- What to produce -
Which lines of the data hold the word "filename"? Copy all of them.

Dataset items
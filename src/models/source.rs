use serde::{Deserialize, Serialize};

/// Title given to grounding citations that arrive without one.
pub const UNTITLED_SOURCE: &str = "Fuente sin título";

/// A web page the model consulted while grounding the report.
#[derive(Debug, Clone, PartialEq, Eq, Serialize, Deserialize)]
pub struct Source {
    /// Identity key.
    pub uri: String,
    pub title: String,
}

impl Source {
    pub fn display_title(&self) -> &str {
        if self.title.is_empty() {
            &self.uri
        } else {
            &self.title
        }
    }
}
pub mod parser;
pub mod dedup;
pub mod generate;

pub use parser::{extract_json_payload, extract_text, parse_envelope};
pub use dedup::{dedupe_sources, sources_from_envelope};
pub use generate::{
    generate_report, process_envelope, GeneratedReport, GenerationFailure, ReportOutcome,
};
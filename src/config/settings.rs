use std::fmt;
use std::path::PathBuf;

use tracing::debug;

use super::credentials::{mask_secret, resolve_credential_with};
use super::types::MonitorConfig;
use crate::errors::ReportError;
use crate::llm::gemini::{DEFAULT_BASE_URL, DEFAULT_MODEL};

pub const API_KEY_VARS: [&str; 2] = ["GEMINI_API_KEY", "API_KEY"];
pub const DEFAULT_OUTPUT_DIR: &str = "reports";
pub const DEFAULT_HOST: &str = "127.0.0.1";
pub const DEFAULT_PORT: u16 = 8080;

/// Command-line values that take precedence over the config file.
#[derive(Debug, Clone, Default)]
pub struct Overrides {
    pub api_key: Option<String>,
    pub model: Option<String>,
    pub output_dir: Option<PathBuf>,
}

/// Fully resolved runtime settings.
#[derive(Clone)]
pub struct Settings {
    pub api_key: String,
    pub model: String,
    pub base_url: String,
    pub prompt_file: Option<PathBuf>,
    pub output_dir: PathBuf,
}

impl fmt::Debug for Settings {
    fn fmt(&self, f: &mut fmt::Formatter<'_>) -> fmt::Result {
        f.debug_struct("Settings")
            .field("api_key", &mask_secret(&self.api_key))
            .field("model", &self.model)
            .field("base_url", &self.base_url)
            .field("prompt_file", &self.prompt_file)
            .field("output_dir", &self.output_dir)
            .finish()
    }
}

fn non_empty(value: Option<String>) -> Option<String> {
    value.map(|v| v.trim().to_string()).filter(|v| !v.is_empty())
}

impl Settings {
    /// Settings from the process environment alone.
    pub fn from_env() -> Result<Self, ReportError> {
        Self::resolve(&MonitorConfig::default(), &Overrides::default())
    }

    pub fn resolve(config: &MonitorConfig, overrides: &Overrides) -> Result<Self, ReportError> {
        Self::resolve_with(config, overrides, |name| std::env::var(name).ok())
    }

    /// Resolve settings. The API key comes from, in order: the command line,
    /// `llm.api_key` (with `$VAR` references expanded), `GEMINI_API_KEY`,
    /// `API_KEY`.
    pub fn resolve_with<F>(
        config: &MonitorConfig,
        overrides: &Overrides,
        lookup: F,
    ) -> Result<Self, ReportError>
    where
        F: Fn(&str) -> Option<String>,
    {
        let from_config = config
            .llm_api_key()
            .map(|v| resolve_credential_with(v, &lookup))
            .filter(|v| !v.starts_with('$'));

        let api_key = non_empty(overrides.api_key.clone())
            .or_else(|| non_empty(from_config))
            .or_else(|| API_KEY_VARS.iter().find_map(|var| non_empty(lookup(var))))
            .ok_or_else(|| {
                ReportError::Config(format!(
                    "No API key configured; set {} (or {})",
                    API_KEY_VARS[0], API_KEY_VARS[1]
                ))
            })?;

        let model = non_empty(overrides.model.clone())
            .or_else(|| non_empty(config.llm_model().map(String::from)))
            .unwrap_or_else(|| DEFAULT_MODEL.to_string());

        let base_url = config
            .llm_base_url()
            .map(String::from)
            .unwrap_or_else(|| DEFAULT_BASE_URL.to_string());

        let output_dir = overrides
            .output_dir
            .clone()
            .or_else(|| config.output_directory().map(PathBuf::from))
            .unwrap_or_else(|| PathBuf::from(DEFAULT_OUTPUT_DIR));

        let settings = Settings {
            api_key,
            model,
            base_url,
            prompt_file: config.prompt_file.as_ref().map(PathBuf::from),
            output_dir,
        };
        debug!(settings = ?settings, "Settings resolved");
        Ok(settings)
    }
}

#[cfg(test)]
mod tests {
    use super::*;
    use crate::config::LLMConfig;

    fn env<'a>(pairs: &'a [(&'a str, &'a str)]) -> impl Fn(&str) -> Option<String> + 'a {
        move |name: &str| pairs.iter().find(|(k, _)| *k == name).map(|(_, v)| v.to_string())
    }

    #[test]
    fn test_missing_key_is_config_error() {
        let err = Settings::resolve_with(&MonitorConfig::default(), &Overrides::default(), env(&[]))
            .unwrap_err();
        assert!(matches!(err, ReportError::Config(_)));
        assert!(err.to_string().contains("GEMINI_API_KEY"));
    }

    #[test]
    fn test_gemini_key_preferred_over_alias() {
        let s = Settings::resolve_with(
            &MonitorConfig::default(),
            &Overrides::default(),
            env(&[("API_KEY", "alias"), ("GEMINI_API_KEY", "primary")]),
        )
        .unwrap();
        assert_eq!(s.api_key, "primary");
    }

    #[test]
    fn test_alias_used_when_primary_empty() {
        let s = Settings::resolve_with(
            &MonitorConfig::default(),
            &Overrides::default(),
            env(&[("GEMINI_API_KEY", "  "), ("API_KEY", "alias")]),
        )
        .unwrap();
        assert_eq!(s.api_key, "alias");
    }

    #[test]
    fn test_config_reference_and_defaults() {
        let config = MonitorConfig {
            llm: Some(LLMConfig { api_key: Some("$MY_KEY".into()), ..Default::default() }),
            ..Default::default()
        };
        let s = Settings::resolve_with(&config, &Overrides::default(), env(&[("MY_KEY", "from-ref")]))
            .unwrap();
        assert_eq!(s.api_key, "from-ref");
        assert_eq!(s.model, DEFAULT_MODEL);
        assert_eq!(s.base_url, DEFAULT_BASE_URL);
        assert_eq!(s.output_dir, PathBuf::from(DEFAULT_OUTPUT_DIR));
    }

    #[test]
    fn test_unresolved_reference_falls_through_to_env() {
        let config = MonitorConfig {
            llm: Some(LLMConfig { api_key: Some("$UNSET".into()), ..Default::default() }),
            ..Default::default()
        };
        let s = Settings::resolve_with(&config, &Overrides::default(), env(&[("API_KEY", "k")])).unwrap();
        assert_eq!(s.api_key, "k");
    }

    #[test]
    fn test_overrides_win() {
        let overrides = Overrides {
            api_key: Some("cli".into()),
            model: Some("gemini-2.5-pro".into()),
            output_dir: Some(PathBuf::from("/tmp/out")),
        };
        let s = Settings::resolve_with(&MonitorConfig::default(), &overrides, env(&[("GEMINI_API_KEY", "env")]))
            .unwrap();
        assert_eq!(s.api_key, "cli");
        assert_eq!(s.model, "gemini-2.5-pro");
        assert_eq!(s.output_dir, PathBuf::from("/tmp/out"));
    }

    #[test]
    fn test_debug_masks_key() {
        let s = Settings::resolve_with(
            &MonitorConfig::default(),
            &Overrides::default(),
            env(&[("GEMINI_API_KEY", "AIzaSyVerySecret9876")]),
        )
        .unwrap();
        let dbg = format!("{:?}", s);
        assert!(!dbg.contains("AIzaSyVerySecret"));
        assert!(dbg.contains("****9876"));
    }

    #[test]
    fn test_from_env_matches_default_config() {
        let direct = Settings::from_env();
        let resolved = Settings::resolve(&MonitorConfig::default(), &Overrides::default());
        match (direct, resolved) {
            (Ok(a), Ok(b)) => {
                assert_eq!(a.model, b.model);
                assert_eq!(a.output_dir, b.output_dir);
            }
            (Err(a), Err(b)) => {
                assert!(matches!(a, ReportError::Config(_)));
                assert!(matches!(b, ReportError::Config(_)));
            }
            _ => panic!("from_env and default resolve disagree"),
        }
    }
}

- Response for this exercise -
filename src/models/source.rs
filename src/config/settings.rs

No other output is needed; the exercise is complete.